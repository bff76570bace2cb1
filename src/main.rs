//! # CloudPRNT Emulator CLI
//!
//! ## Usage
//!
//! ```bash
//! # Poll every 5 seconds, write jobs to ./jobs
//! cloudprnt-emulator -i 5 -o jobs http://localhost:8080/cloudprnt
//!
//! # Authenticated server, upside-down mounted printer
//! cloudprnt-emulator -i 10 -r -u printer -p secret https://example.com/cloudprnt
//! ```

use std::path::PathBuf;
use std::process::ExitCode;

use clap::Parser;
use tracing_subscriber::EnvFilter;

use cloudprnt_emulator::{
    CloudPrntError, EmulatorConfig,
    printer::{
        BasicAuth, PrinterIdentity,
        config::{DEFAULT_MAC, DEFAULT_TOPIC_NAMESPACE},
    },
    session::Session,
};

/// CloudPRNT receipt printer emulator
#[derive(Parser, Debug)]
#[command(name = "cloudprnt-emulator")]
#[command(author, version, about, long_about = None)]
struct Cli {
    /// CloudPRNT server URL to poll
    poll_url: String,

    /// Seconds between polls
    #[arg(short, long, env = "CLOUDPRNT_INTERVAL", value_parser = clap::value_parser!(u64).range(1..))]
    interval: u64,

    /// Rotate raster jobs by 180 degrees
    #[arg(short, long)]
    rotate: bool,

    /// Basic-auth user name
    #[arg(short, long, env = "CLOUDPRNT_USER")]
    user: Option<String>,

    /// Basic-auth password
    #[arg(short, long, env = "CLOUDPRNT_PASSWORD", hide_env_values = true)]
    password: Option<String>,

    /// Printer MAC address
    #[arg(long, default_value = DEFAULT_MAC)]
    mac: String,

    /// Directory to write jobs to
    #[arg(short, long, default_value = ".")]
    output: PathBuf,

    /// MQTT topic namespace
    #[arg(long, default_value = DEFAULT_TOPIC_NAMESPACE)]
    topic_namespace: String,

    /// Increase log verbosity (-v, -vv, -vvv)
    #[arg(short, long, action = clap::ArgAction::Count)]
    verbose: u8,
}

impl Cli {
    fn into_config(self) -> Result<EmulatorConfig, CloudPrntError> {
        let mut config = EmulatorConfig::new(&self.poll_url, self.interval)?;
        config.rotate = self.rotate;
        config.identity = PrinterIdentity::new(&self.mac)?;
        config.output_dir = self.output;
        config.topic_namespace = self.topic_namespace;
        config.auth = self.user.map(|user| BasicAuth {
            user,
            password: self.password,
        });
        Ok(config)
    }
}

#[tokio::main]
async fn main() -> ExitCode {
    let cli = Cli::parse();

    let filter = match cli.verbose {
        0 => "info,cloudprnt_emulator=info",
        1 => "info,cloudprnt_emulator=debug",
        2 => "debug",
        _ => "trace",
    };
    tracing_subscriber::fmt()
        .with_env_filter(EnvFilter::try_from_default_env().unwrap_or_else(|_| EnvFilter::new(filter)))
        .init();

    match run(cli).await {
        Ok(()) => ExitCode::SUCCESS,
        Err(e) => {
            tracing::error!("fatal: {e}");
            ExitCode::FAILURE
        }
    }
}

async fn run(cli: Cli) -> Result<(), CloudPrntError> {
    let config = cli.into_config()?;
    Session::new(config)?.run().await
}
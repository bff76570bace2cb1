//! # CloudPRNT Emulator
//!
//! Emulates a Star CloudPRNT receipt printer. The emulator talks to a
//! CloudPRNT server the way a real printer does and writes every job it
//! receives to disk instead of paper.
//!
//! - **Negotiation**: asks the server whether it offers MQTT push
//! - **HTTP polling**: status POST, job GET, acknowledgment DELETE
//! - **MQTT push**: jobs delivered as JSON messages on a subscribed topic
//! - **Star raster**: decodes `application/vnd.star.raster` into PNG
//!
//! ## Quick Start
//!
//! ```no_run
//! use cloudprnt_emulator::{EmulatorConfig, session::Session};
//!
//! # async fn run() -> Result<(), cloudprnt_emulator::CloudPrntError> {
//! let mut config = EmulatorConfig::new("http://localhost:8080/cloudprnt", 5)?;
//! config.output_dir = "jobs".into();
//!
//! Session::new(config)?.run().await
//! # }
//! ```
//!
//! ## Module Overview
//!
//! | Module | Description |
//! |--------|-------------|
//! | [`protocol`] | Star raster decoding |
//! | [`cloudprnt`] | Wire messages and job handling |
//! | [`negotiate`] | Transport selection |
//! | [`transport`] | HTTP polling and MQTT push |
//! | [`session`] | Orchestration state machine |
//! | [`output`] | Writing jobs to disk |
//! | [`printer`] | Emulator configuration |
//! | [`error`] | Error types |

pub mod cloudprnt;
pub mod error;
pub mod negotiate;
pub mod output;
pub mod printer;
pub mod protocol;
pub mod session;
pub mod transport;

// Re-exports for convenience
pub use error::CloudPrntError;
pub use printer::EmulatorConfig;
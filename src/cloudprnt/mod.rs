//! # CloudPRNT Protocol
//!
//! Star Micronics' cloud printing protocol. A server holds jobs for a
//! printer; the printer either polls for them over HTTP or receives them
//! pushed over MQTT, and reports how each job ended.
//!
//! ## Module Structure
//!
//! - [`messages`]: JSON documents exchanged with the server
//! - [`job`]: Media negotiation, rendering and the acknowledgment guard

pub mod job;
pub mod messages;

pub use job::{Ack, AckCode, Job, PendingJob};
pub use messages::{DeviceMessage, PollStatus, ServerMessage, StatusReport};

============

-- Your objective --
Lines with "BasicAuth" in the records above: copy every one of them.

-- Answer to this problem --
        BasicAuth, PrinterIdentity,
        config.auth = self.user.map(|user| BasicAuth {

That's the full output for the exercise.